Через толпу слогов в последнем слове Артис пробилась с трудом и стала говорить медленнее.
– Или катят по коридорам в темную кабину, и мы ездим по шахте вверх-вниз, а может, вправо-влево. В конце концов отвозят в кабинет – смотрят, слушают, ни слова не говорят. Здесь где-то сиделка есть. Может, и не одна. Мы с ней на китайском разговариваем. Или с ним.
– Ты думаешь о том, в какой мир тебе предстоит вернуться?
– Я думаю о каплях воды.
Я ждал.
– Думаю о каплях воды, – повторила она. – Стою, бывало, в душе и наблюдаю, как капля медленно ползет по прозрачной душевой занавеске. Все мое внимание сосредоточено на капле, капельке, маленькой сфере, я жду: вот сейчас она докатится до рубчика или складки и начнет менять форму, – а струя воды лупит меня по голове. Сколько лет этому воспоминанию? Двадцать, тридцать? Не знаю. О чем я в тот момент думала? Не знаю. Может быть, в каком-то смысле я наделяла эту каплю жизнью. Одушевляла, анимировала. Не знаю. А пожалуй что я вообще ни о чем особенно не думала. По голове хлещет струя воды, холоднющая, а я даже руки не протяну, чтоб ее отрегулировать. Мне нужно только одно: смотреть на каплю, как она вытягивается, мутнеет. Нет, она не может мутнеть, она слишком чиста и прозрачна. И я стою, по голове хлещет вода, и думаю: нет, не мутнеет. Мутнеет от грязи или слизи, это простейшая жизнь на дне океана – жизнь микроскопических морских существ.

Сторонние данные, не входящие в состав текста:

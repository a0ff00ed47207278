//! # Actor Flow Tests
//!
//! Collaborators as actors behind one [`shared_bus::LocalRouter`]:
//!
//! 1. **Ordering**: two envelopes from one sender are handled in send order
//! 2. **Fault Isolation**: a failing handler does not stop the dispatch loop
//! 3. **Envelope Authentication**: envelopes sealed with another secret are dropped

#[cfg(test)]
mod tests {
    use std::sync::Arc;
    use std::time::Duration;

    use serde_json::{json, Value};
    use shared_bus::{handler_fn, LocalRouter, Outbound, ServiceActor};
    use shared_types::{
        AggregateRequest, AuthCodec, Envelope, MessageKind, ServiceRole, DEV_SHARED_SECRET,
    };
    use tokio::sync::{mpsc, watch};
    use tokio::task::JoinHandle;
    use tokio::time::timeout;

    use node_runtime::container::{RuntimeConfig, ServiceContainer};

    const POLL: Duration = Duration::from_millis(20);
    const WAIT: Duration = Duration::from_secs(5);

    fn codec() -> AuthCodec {
        AuthCodec::new(DEV_SHARED_SECRET)
    }

    /// An actor that forwards every envelope of `kinds` to a channel.
    fn recorder(name: &str, kinds: &[MessageKind]) -> (Arc<ServiceActor>, mpsc::UnboundedReceiver<Envelope>) {
        let (tx, rx) = mpsc::unbounded_channel();
        let actor = Arc::new(ServiceActor::new(name, codec()).with_poll_interval(POLL));
        for kind in kinds {
            let tx = tx.clone();
            actor.register_handler(
                *kind,
                handler_fn(move |envelope: Envelope| {
                    let tx = tx.clone();
                    async move {
                        let _ = tx.send(envelope);
                        Ok(Vec::<Outbound>::new())
                    }
                }),
            );
        }
        (actor, rx)
    }

    struct Running {
        shutdown: watch::Sender<bool>,
        actors: Vec<Arc<ServiceActor>>,
        tasks: Vec<JoinHandle<()>>,
    }

    impl Running {
        fn start(router: Arc<LocalRouter>, actors: Vec<Arc<ServiceActor>>) -> Self {
            let (shutdown, rx) = watch::channel(false);
            let mut tasks = vec![tokio::spawn(async move { router.run(rx).await })];
            for actor in &actors {
                let actor = actor.clone();
                tasks.push(tokio::spawn(async move {
                    actor.run().await.unwrap();
                }));
            }
            Self {
                shutdown,
                actors,
                tasks,
            }
        }

        async fn stop(self) {
            for actor in &self.actors {
                actor.stop();
            }
            self.shutdown.send_replace(true);
            for task in self.tasks {
                task.await.unwrap();
            }
        }
    }

    async fn next(rx: &mut mpsc::UnboundedReceiver<Envelope>) -> Envelope {
        timeout(WAIT, rx.recv()).await.unwrap().unwrap()
    }

    #[tokio::test]
    async fn test_envelopes_handled_in_send_order() {
        let router = Arc::new(LocalRouter::new());
        let client = Arc::new(ServiceActor::new("research-client", codec()));
        let (sink, mut received) = recorder(
            "research-aggregation",
            &[MessageKind::AggregateResults, MessageKind::GenerateReport],
        );
        router.attach(client.clone());
        router.attach(sink.clone());

        client
            .emit(
                "research-aggregation",
                MessageKind::AggregateResults.payload(json!({ "session_id": "s-1" })),
            )
            .unwrap();
        client
            .emit(
                "research-aggregation",
                MessageKind::GenerateReport.payload(json!({ "session_id": "s-1" })),
            )
            .unwrap();

        let running = Running::start(router, vec![sink]);
        let first = next(&mut received).await;
        let second = next(&mut received).await;
        assert_eq!(first.kind().unwrap(), MessageKind::AggregateResults);
        assert_eq!(second.kind().unwrap(), MessageKind::GenerateReport);
        running.stop().await;
    }

    #[tokio::test]
    async fn test_failed_handler_keeps_loop_running() {
        let container = ServiceContainer::new(&RuntimeConfig::default()).unwrap();
        let router = Arc::new(LocalRouter::new());
        let search = Arc::new(
            container
                .actor(ServiceRole::WebSearch)
                .with_poll_interval(POLL),
        );
        let (client, mut replies) = recorder("research-client", &[MessageKind::AggregateResults]);
        router.attach(search.clone());
        router.attach(client.clone());

        // Missing query_text: the handler rejects the payload.
        let mut broken = MessageKind::PerformSearch.payload(json!({ "max_results": 2 }));
        broken.insert("callback_service".into(), Value::from("research-client"));
        client.emit("web-search", broken).unwrap();

        let mut valid = MessageKind::PerformSearch.payload(json!({
            "query_text": "distributed systems",
            "max_results": 2,
            "session_id": "s-2",
        }));
        valid.insert("callback_service".into(), Value::from("research-client"));
        client.emit("web-search", valid).unwrap();

        let running = Running::start(router, vec![search.clone(), client]);
        let reply: AggregateRequest = next(&mut replies).await.decode().unwrap();
        assert_eq!(reply.session_id, "s-2");
        assert!(!reply.results.is_empty());

        let stats = search.stats();
        assert_eq!(stats.failed, 1);
        assert_eq!(stats.handled, 1);
        running.stop().await;
    }

    #[tokio::test]
    async fn test_envelope_from_other_secret_dropped() {
        let container = ServiceContainer::new(&RuntimeConfig::default()).unwrap();
        let aggregation = container.actor(ServiceRole::ResearchAggregation);
        let outsider = ServiceActor::new("research-client", AuthCodec::new("not-the-shared-secret"));

        let envelope = outsider.create_message(
            "research-aggregation",
            MessageKind::StartResearchSession.payload(json!({ "topic": "intrusion" })),
        );
        assert!(!aggregation.receive(envelope));
        assert_eq!(aggregation.pending(), 0);
        assert_eq!(aggregation.stats().rejected, 1);

        let insider = ServiceActor::new("research-client", codec());
        let envelope = insider.create_message(
            "research-aggregation",
            MessageKind::StartResearchSession.payload(json!({ "topic": "welcome" })),
        );
        assert!(aggregation.receive(envelope));
        assert_eq!(aggregation.pending(), 1);
    }
}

Она говорила, как привидение, замолкала, размышляла, припоминала, а когда возвратилась в это мгновение, в эту комнату, ей пришлось взять меня, Джеффри, сына такого-то, и снова поместить, усадить напротив. Меня называли Джеффом – все, кроме Артис. Она произносила этот лишний слог своим мягким голосом, и я чувствовал: я есть или у меня есть второе я, некто более достойный и надежный, человек, который ходит, расправив плечи, – начисто выдуманный.